Expert Agreement in Current Procedural Terminology Evaluation and Management Coding

Author Affiliations

From the Department of Family Medicine, Northwestern University Medical School, Chicago, Ill.

Arch Intern Med. 2002;162(3):316-320. doi:10.1001/archinte.162.3.316

Background  Available data suggest that physicians are accurate in approximately 55% of Current Procedural Terminology (CPT) evaluation and management (E/M) coding for their services. This accuracy is relative to observers' or auditors' assigned codes for these services, a group that has not been studied for their consistency in application of the CPT E/M coding guidelines. The purpose of this study was to determine the level of agreement of certified coding specialists in their application of CPT E/M coding guidelines.

Methods  Three hundred certified professional coding specialists randomly selected from the active membership of the American Health Information Management Association were sent 6 hypothetical progress notes of office visits along with a demographic survey. The study group assigned CPT E/M codes to each of the progress notes and completed the demographic survey.

Results  Coding specialists agreed on the CPT E/M codes for 57% of these 6 cases. The level of agreement for the individual cases ranged from 50% to 71%. Relative to the most common or consensus code, undercoding of established patients occurred more commonly than overcoding. In contrast, for new patient progress notes, overcoding relative to the consensus code was more common than undercoding.

Conclusions  There is substantial disagreement among coding specialists in application of the CPT E/M coding guidelines. The results of this study are similar to results of prior studies assessing physician coding accuracy, suggesting that the CPT coding guidelines are too complex and subjective to be applied consistently by coding specialists or physicians.

DURING THE past decade, the Health Care Financing Administration (HCFA) has revised the Current Procedural Terminology (CPT) coding guidelines in an effort to clarify the work of physicians.

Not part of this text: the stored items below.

use crate::{
    collectors::{
        collector::push_metric,
        Collector,
    },
    metrics::{
        display_zone_name,
        DiscoveryDocument,
        DiscoveryKind,
        ServerStats,
        StatusSnapshot,
    },
};
use std::collections::BTreeMap;

/// Emits the per server zone lines, `nginx.status["<zone>",...]`.
pub struct ServerCollector<'a> {
    zones: &'a BTreeMap<String, ServerStats>,
}

impl<'a> ServerCollector<'a> {
    pub fn new(snapshot: &'a StatusSnapshot) -> Self {
        Self {
            zones: &snapshot.server_zones,
        }
    }

    fn format_zone(output: &mut String, zone: &str, stats: &ServerStats) {
        push_metric(output, &format!("nginx.status[\"{zone}\",requests]"), stats.request_counter);
        for (class, value) in stats.responses.status.ordered() {
            push_metric(output, &format!("nginx.status[\"{zone}\",response,{class}]"), value);
        }
        for (outcome, value) in stats.responses.cache.ordered() {
            push_metric(output, &format!("nginx.status[\"{zone}\",response,{outcome}]"), value);
        }
        push_metric(output, &format!("nginx.status[\"{zone}\",in]"), stats.in_bytes);
        push_metric(output, &format!("nginx.status[\"{zone}\",out]"), stats.out_bytes);
    }
}

impl Collector for ServerCollector<'_> {
    fn format(&self) -> String {
        let mut output = String::new();
        for (zone, stats) in self.zones {
            Self::format_zone(&mut output, display_zone_name(zone), stats);
        }
        output
    }

    fn discovery(&self) -> Option<DiscoveryDocument> {
        let mut document = DiscoveryDocument::new(DiscoveryKind::Server);
        for zone in self.zones.keys() {
            document.push(display_zone_name(zone));
        }
        (!document.is_empty()).then_some(document)
    }

    fn name(&self) -> &'static str {
        "ServerCollector"
    }
}
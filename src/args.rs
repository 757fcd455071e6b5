use crate::config::DEFAULT_URI;
use clap::Parser;
use std::ffi::OsString;

/// Prints nginx VTS metrics as Zabbix sender lines
#[derive(Parser, Debug, Clone)]
#[command(author, version, about, long_about = None)]
pub struct Args {
    /// URI of the nginx VTS JSON status page.
    #[clap(long, value_name = "URI", default_value = DEFAULT_URI)]
    pub uri: String,
}

impl Args {
    /// Parses the process arguments, accepting the single-dash `-uri` spelling
    /// that existing agent configurations pass.
    pub fn parse_compat() -> Self {
        Self::parse_from(normalize_args(std::env::args_os()))
    }
}

/// Rewrites `-uri` and `-uri=<value>` into their `--uri` forms.
pub fn normalize_args<I>(args: I) -> Vec<OsString>
where
    I: IntoIterator<Item = OsString>,
{
    args.into_iter()
        .map(|arg| match arg.to_str() {
            Some("-uri") => OsString::from("--uri"),
            Some(value) if value.starts_with("-uri=") => OsString::from(format!("-{value}")),
            _ => arg,
        })
        .collect()
}
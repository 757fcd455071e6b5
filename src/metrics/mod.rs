pub mod cache_data;
pub mod connections;
pub mod discovery;
pub mod server_data;
pub mod shared;
pub mod upstream_data;

// Re-export the main types for easy access
use chrono::{
    DateTime,
    Utc,
};
pub use cache_data::*;
pub use connections::*;
pub use discovery::*;
use serde::{
    Deserialize,
    Serialize,
};
pub use server_data::*;
pub use shared::*;
use std::{
    collections::BTreeMap,
    time::Duration,
};
pub use upstream_data::*;

/// Decoded `/status/format/json` document of the nginx VTS module.
///
/// Zone maps are ordered by name so that formatting the same snapshot twice
/// produces the same bytes.
#[derive(Debug, Clone, Default, PartialEq, Serialize, Deserialize)]
#[serde(rename_all = "camelCase", default)]
pub struct StatusSnapshot {
    #[serde(deserialize_with = "null_as_default")]
    pub nginx_version: String,
    #[serde(deserialize_with = "null_as_default")]
    pub load_msec: i64,
    #[serde(deserialize_with = "null_as_default")]
    pub now_msec: i64,
    #[serde(deserialize_with = "null_as_default")]
    pub connections: Connections,
    #[serde(deserialize_with = "null_as_default")]
    pub server_zones: BTreeMap<String, ServerStats>,
    #[serde(deserialize_with = "null_as_default")]
    pub upstream_zones: BTreeMap<String, Vec<UpstreamMemberStats>>,
    #[serde(deserialize_with = "null_as_default")]
    pub cache_zones: BTreeMap<String, CacheStats>,
}

impl StatusSnapshot {
    /// When nginx (re)loaded its configuration.
    pub fn loaded_at(&self) -> Option<DateTime<Utc>> {
        DateTime::from_timestamp_millis(self.load_msec)
    }

    /// When the status page was rendered.
    pub fn sampled_at(&self) -> Option<DateTime<Utc>> {
        DateTime::from_timestamp_millis(self.now_msec)
    }

    pub fn uptime(&self) -> Duration {
        Duration::from_millis(self.now_msec.saturating_sub(self.load_msec).max(0) as u64)
    }
}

Prior to 1992, fee schedules for physician's services were determined by a customary and reasonable charge method.1 In 1992, this fee schedule was changed and replaced by a system based on relative-value units and conversion factors. To implement this system, a new CPT coding system was used, and in 1995, HCFA developed guidelines for use of this new CPT coding system. Use of CPT evaluation and management (E/M) codes for a patient visit requires determining the level of history taking, physical examination, and medical decision making for the patient and matching the combination of these 3 elements to the proper CPT E/M code. These guidelines provide physicians and insurance carriers a format for determining the proper coding level based on medical record documentation. Continued efforts to refine and standardize the guidelines across specialties led to development of new guidelines in 1997 and plans for additional guidelines in 1999, which are still in development.

In today's climate of health care regulation, the accuracy of how physicians use CPT coding to define their E/M services is receiving more attention. Since coding is connected to reimbursement, there is concern that financial incentives might lead to coding inaccuracies. However, inaccuracies in coding might also stem from the complexity of the revised coding systems rather than a financial motivation to overcode.

Current data suggest that physicians code improperly, with conflicting data on the net economic impact of this inaccuracy. Information from HCFA and the American Academy of Family Physicians indicates that family practitioners undercode for services, resulting in a loss of potential revenues.1 Conversely, the Office of the Inspector General2 recently issued a release citing $20 billion of Medicare overpayments with 29% owing to improper coding for physician's services. A recent study using trained observers and current CPT guidelines found that physicians agreed with the observers' codes for established patients 55% of the time.3 Errors were almost equally divided between undercoding and overcoding. Kikano and colleagues4 noted similar results for established patient visits but found that for new patient visits, physicians tended to overcode. Using medical record auditors, Zuber and associates5 found a higher level of undercoding for established patient visits than seen in prior studies. However, in this study, the 3 auditors (physician faculty, resident, and professional coder) agreed with each other only 31% (1995 guidelines) and 44% (1998 guidelines) of the time, similar to the interrater reliability findings in the study by Kikano et al.4

These studies suggest that despite revisions in the current coding system, physicians continue to have trouble using the CPT E/M coding guidelines correctly. One explanation for inaccurate coding may be a system that is too complex and subjective to be applied uniformly.6,7 Ultimately, a physician's coding accuracy is judged by experts who audit physician medical charts and examine if the coding level reflects the documented services provided. This assumes that the experts can apply these codes uniformly. However, despite the financial and legal implications of the assumption that the coding system can be applied consistently by coding specialists, there is little research examining the agreement among expert coders in their interpretation of HCFA guidelines.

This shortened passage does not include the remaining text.